**Aim of the task**: Return the following from the records below: each line, word for word, starting with the line that contains "let listener = TcpListener::bind(&addr)" and going on through the line that contains "if running >", with nothing outside that range.

>>>>>

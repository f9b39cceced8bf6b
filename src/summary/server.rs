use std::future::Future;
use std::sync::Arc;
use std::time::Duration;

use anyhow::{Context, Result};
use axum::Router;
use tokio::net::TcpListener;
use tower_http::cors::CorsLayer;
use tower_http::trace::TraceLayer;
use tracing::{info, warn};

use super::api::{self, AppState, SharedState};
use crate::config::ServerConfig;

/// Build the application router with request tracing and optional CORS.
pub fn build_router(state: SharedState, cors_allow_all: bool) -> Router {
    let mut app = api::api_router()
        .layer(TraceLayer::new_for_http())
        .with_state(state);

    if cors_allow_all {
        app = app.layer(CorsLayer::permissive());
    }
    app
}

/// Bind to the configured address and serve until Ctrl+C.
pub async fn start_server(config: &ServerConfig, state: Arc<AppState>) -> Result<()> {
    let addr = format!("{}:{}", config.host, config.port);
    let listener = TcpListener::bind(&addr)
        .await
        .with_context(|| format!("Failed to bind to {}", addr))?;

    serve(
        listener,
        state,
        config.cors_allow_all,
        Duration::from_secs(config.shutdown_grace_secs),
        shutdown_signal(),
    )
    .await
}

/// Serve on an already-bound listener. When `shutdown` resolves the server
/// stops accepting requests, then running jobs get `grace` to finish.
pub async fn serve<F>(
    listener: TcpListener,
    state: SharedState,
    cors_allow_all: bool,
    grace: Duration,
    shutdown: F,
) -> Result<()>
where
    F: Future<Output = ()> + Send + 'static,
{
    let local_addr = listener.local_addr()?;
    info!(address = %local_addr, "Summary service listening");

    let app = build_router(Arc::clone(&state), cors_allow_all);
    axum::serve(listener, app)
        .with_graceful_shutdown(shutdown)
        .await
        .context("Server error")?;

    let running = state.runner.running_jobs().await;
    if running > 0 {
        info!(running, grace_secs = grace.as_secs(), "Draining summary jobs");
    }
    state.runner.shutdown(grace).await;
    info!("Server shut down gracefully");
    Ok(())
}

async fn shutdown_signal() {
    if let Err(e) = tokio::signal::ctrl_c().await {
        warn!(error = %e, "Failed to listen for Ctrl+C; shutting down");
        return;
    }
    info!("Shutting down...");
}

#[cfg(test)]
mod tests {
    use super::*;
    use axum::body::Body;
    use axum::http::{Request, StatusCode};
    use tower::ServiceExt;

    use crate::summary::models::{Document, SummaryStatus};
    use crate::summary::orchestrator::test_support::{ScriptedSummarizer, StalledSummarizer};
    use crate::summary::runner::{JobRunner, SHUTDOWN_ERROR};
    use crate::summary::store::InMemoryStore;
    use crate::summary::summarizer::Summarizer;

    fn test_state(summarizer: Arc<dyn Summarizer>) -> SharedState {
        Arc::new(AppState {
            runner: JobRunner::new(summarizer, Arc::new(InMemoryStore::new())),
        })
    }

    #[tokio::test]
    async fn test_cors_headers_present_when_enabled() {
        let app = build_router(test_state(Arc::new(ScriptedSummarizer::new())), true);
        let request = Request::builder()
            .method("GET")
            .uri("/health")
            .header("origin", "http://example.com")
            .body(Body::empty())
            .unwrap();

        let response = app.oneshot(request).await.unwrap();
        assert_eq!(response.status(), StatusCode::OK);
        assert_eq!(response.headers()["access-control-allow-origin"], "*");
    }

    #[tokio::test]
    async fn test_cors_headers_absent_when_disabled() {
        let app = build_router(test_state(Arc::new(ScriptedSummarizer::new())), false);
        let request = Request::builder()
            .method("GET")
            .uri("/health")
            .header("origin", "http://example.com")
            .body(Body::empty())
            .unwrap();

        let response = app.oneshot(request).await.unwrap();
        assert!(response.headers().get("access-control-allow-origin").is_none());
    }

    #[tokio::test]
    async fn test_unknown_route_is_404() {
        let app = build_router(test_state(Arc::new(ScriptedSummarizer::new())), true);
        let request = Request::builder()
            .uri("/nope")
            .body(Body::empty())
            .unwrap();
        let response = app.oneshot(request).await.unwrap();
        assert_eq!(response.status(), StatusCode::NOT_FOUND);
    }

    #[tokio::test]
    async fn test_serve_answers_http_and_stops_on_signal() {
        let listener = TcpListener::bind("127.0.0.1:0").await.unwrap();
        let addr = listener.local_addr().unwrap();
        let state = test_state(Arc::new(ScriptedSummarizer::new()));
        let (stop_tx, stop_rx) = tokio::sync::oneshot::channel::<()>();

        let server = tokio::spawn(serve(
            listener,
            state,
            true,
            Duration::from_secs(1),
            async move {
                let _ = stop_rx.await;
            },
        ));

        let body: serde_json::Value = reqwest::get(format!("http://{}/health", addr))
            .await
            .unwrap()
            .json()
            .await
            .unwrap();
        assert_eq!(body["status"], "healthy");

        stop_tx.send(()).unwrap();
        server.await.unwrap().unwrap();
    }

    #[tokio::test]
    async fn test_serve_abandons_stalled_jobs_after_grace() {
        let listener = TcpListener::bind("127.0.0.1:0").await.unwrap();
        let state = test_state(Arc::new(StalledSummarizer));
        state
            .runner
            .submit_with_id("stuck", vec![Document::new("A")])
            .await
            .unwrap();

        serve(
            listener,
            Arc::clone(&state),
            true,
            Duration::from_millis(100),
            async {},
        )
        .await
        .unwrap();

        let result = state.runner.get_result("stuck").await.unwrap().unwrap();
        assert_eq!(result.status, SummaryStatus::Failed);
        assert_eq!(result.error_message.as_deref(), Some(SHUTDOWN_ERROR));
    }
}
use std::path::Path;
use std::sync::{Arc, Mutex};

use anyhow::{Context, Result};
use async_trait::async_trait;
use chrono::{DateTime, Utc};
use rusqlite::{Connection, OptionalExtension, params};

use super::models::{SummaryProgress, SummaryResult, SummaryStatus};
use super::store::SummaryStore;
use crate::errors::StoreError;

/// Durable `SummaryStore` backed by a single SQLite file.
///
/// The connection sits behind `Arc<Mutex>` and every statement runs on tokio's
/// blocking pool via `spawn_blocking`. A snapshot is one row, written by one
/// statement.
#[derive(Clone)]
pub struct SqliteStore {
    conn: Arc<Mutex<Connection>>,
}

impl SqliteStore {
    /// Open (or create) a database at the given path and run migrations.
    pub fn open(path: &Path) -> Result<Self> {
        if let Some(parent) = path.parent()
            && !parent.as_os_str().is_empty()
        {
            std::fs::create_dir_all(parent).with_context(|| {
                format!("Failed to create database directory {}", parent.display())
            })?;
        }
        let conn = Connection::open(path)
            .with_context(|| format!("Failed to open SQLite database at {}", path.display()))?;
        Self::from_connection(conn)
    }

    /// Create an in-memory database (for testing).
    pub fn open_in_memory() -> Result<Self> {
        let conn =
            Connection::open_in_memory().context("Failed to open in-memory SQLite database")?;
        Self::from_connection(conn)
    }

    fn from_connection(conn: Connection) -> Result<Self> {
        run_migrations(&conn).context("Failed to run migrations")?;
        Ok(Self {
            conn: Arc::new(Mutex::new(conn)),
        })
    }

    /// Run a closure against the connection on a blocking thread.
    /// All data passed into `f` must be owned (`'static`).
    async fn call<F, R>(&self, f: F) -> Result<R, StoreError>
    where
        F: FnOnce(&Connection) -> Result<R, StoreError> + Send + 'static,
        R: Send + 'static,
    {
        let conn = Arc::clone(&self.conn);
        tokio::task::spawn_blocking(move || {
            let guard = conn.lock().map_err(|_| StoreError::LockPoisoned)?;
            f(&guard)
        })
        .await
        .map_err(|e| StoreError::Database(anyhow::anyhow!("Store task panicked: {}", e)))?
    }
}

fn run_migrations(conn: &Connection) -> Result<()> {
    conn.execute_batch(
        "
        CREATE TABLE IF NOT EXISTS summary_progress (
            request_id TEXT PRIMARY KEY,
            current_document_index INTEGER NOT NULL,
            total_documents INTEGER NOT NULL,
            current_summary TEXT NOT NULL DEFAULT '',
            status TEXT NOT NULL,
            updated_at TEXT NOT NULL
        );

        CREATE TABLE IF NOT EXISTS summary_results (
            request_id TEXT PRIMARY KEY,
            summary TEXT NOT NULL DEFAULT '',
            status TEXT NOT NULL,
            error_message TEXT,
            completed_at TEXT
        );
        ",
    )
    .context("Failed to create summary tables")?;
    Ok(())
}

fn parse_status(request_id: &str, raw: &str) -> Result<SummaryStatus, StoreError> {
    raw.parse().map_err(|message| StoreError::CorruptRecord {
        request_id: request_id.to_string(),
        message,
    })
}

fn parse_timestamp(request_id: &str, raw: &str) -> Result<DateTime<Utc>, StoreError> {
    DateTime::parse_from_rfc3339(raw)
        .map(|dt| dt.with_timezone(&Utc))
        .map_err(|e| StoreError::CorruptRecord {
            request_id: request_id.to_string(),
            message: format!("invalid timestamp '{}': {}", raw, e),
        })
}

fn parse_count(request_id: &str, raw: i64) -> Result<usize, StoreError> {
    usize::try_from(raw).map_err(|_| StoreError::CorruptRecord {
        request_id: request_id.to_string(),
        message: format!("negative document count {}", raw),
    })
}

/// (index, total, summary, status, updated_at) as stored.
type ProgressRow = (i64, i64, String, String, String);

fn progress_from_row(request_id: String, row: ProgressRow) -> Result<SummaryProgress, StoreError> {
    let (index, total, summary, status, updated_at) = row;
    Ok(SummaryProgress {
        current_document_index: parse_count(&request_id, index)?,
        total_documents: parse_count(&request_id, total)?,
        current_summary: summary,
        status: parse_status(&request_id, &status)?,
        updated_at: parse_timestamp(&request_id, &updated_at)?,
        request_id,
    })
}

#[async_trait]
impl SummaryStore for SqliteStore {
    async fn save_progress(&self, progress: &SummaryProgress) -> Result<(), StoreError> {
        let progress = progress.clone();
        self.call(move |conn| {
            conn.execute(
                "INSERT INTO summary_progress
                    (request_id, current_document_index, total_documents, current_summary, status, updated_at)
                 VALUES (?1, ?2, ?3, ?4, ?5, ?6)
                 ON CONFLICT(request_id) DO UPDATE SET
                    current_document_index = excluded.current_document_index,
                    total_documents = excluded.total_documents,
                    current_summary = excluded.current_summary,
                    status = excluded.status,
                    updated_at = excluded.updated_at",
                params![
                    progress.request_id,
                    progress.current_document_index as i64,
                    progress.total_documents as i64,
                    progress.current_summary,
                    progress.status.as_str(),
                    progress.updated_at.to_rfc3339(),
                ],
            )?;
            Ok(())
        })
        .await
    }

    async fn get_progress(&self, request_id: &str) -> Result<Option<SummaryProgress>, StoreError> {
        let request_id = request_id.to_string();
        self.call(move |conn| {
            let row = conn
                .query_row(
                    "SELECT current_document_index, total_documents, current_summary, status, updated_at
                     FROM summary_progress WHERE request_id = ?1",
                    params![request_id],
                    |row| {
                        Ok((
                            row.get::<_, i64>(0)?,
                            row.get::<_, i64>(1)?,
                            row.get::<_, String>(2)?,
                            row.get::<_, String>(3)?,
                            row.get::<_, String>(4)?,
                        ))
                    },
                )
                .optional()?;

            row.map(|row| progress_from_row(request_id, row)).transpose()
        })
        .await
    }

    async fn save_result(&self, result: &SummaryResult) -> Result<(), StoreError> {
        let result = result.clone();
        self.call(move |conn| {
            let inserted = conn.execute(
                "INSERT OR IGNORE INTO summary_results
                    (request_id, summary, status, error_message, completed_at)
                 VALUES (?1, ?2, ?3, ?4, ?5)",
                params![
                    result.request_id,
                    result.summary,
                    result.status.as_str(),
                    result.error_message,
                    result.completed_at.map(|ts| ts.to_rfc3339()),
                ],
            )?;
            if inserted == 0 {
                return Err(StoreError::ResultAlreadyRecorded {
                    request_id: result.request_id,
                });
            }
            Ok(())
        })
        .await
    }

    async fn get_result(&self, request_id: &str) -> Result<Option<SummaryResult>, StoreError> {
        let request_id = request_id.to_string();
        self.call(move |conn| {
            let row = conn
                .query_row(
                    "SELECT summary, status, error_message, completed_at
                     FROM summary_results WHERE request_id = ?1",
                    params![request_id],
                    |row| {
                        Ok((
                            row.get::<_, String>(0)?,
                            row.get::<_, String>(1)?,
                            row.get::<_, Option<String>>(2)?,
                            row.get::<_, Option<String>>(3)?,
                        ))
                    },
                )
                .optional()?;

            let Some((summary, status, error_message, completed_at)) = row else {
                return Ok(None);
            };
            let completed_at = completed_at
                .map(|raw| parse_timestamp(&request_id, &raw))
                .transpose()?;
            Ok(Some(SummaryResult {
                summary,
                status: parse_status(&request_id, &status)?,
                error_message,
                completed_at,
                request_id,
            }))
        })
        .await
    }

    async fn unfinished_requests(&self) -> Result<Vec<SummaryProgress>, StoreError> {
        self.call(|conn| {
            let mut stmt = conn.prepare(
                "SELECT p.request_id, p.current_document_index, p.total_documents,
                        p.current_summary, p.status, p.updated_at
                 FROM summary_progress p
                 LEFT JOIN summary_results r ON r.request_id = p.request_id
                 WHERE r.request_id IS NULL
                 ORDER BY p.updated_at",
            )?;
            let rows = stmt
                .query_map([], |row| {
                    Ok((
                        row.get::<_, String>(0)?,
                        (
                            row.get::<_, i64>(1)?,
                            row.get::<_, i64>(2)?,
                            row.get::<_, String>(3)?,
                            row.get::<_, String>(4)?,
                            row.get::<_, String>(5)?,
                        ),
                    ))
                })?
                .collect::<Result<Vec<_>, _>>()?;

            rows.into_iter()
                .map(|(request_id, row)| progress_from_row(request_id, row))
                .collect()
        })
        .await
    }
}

<<<<<

**Exercise result**:
    let listener = TcpListener::bind(&addr)
        .await
        .with_context(|| format!("Failed to bind to {}", addr))?;

    serve(
        listener,
        state,
        config.cors_allow_all,
        Duration::from_secs(config.shutdown_grace_secs),
        shutdown_signal(),
    )
    .await
}

/// Serve on an already-bound listener. When `shutdown` resolves the server
/// stops accepting requests, then running jobs get `grace` to finish.
pub async fn serve<F>(
    listener: TcpListener,
    state: SharedState,
    cors_allow_all: bool,
    grace: Duration,
    shutdown: F,
) -> Result<()>
where
    F: Future<Output = ()> + Send + 'static,
{
    let local_addr = listener.local_addr()?;
    info!(address = %local_addr, "Summary service listening");

    let app = build_router(Arc::clone(&state), cors_allow_all);
    axum::serve(listener, app)
        .with_graceful_shutdown(shutdown)
        .await
        .context("Server error")?;

    let running = state.runner.running_jobs().await;
    if running > 0 {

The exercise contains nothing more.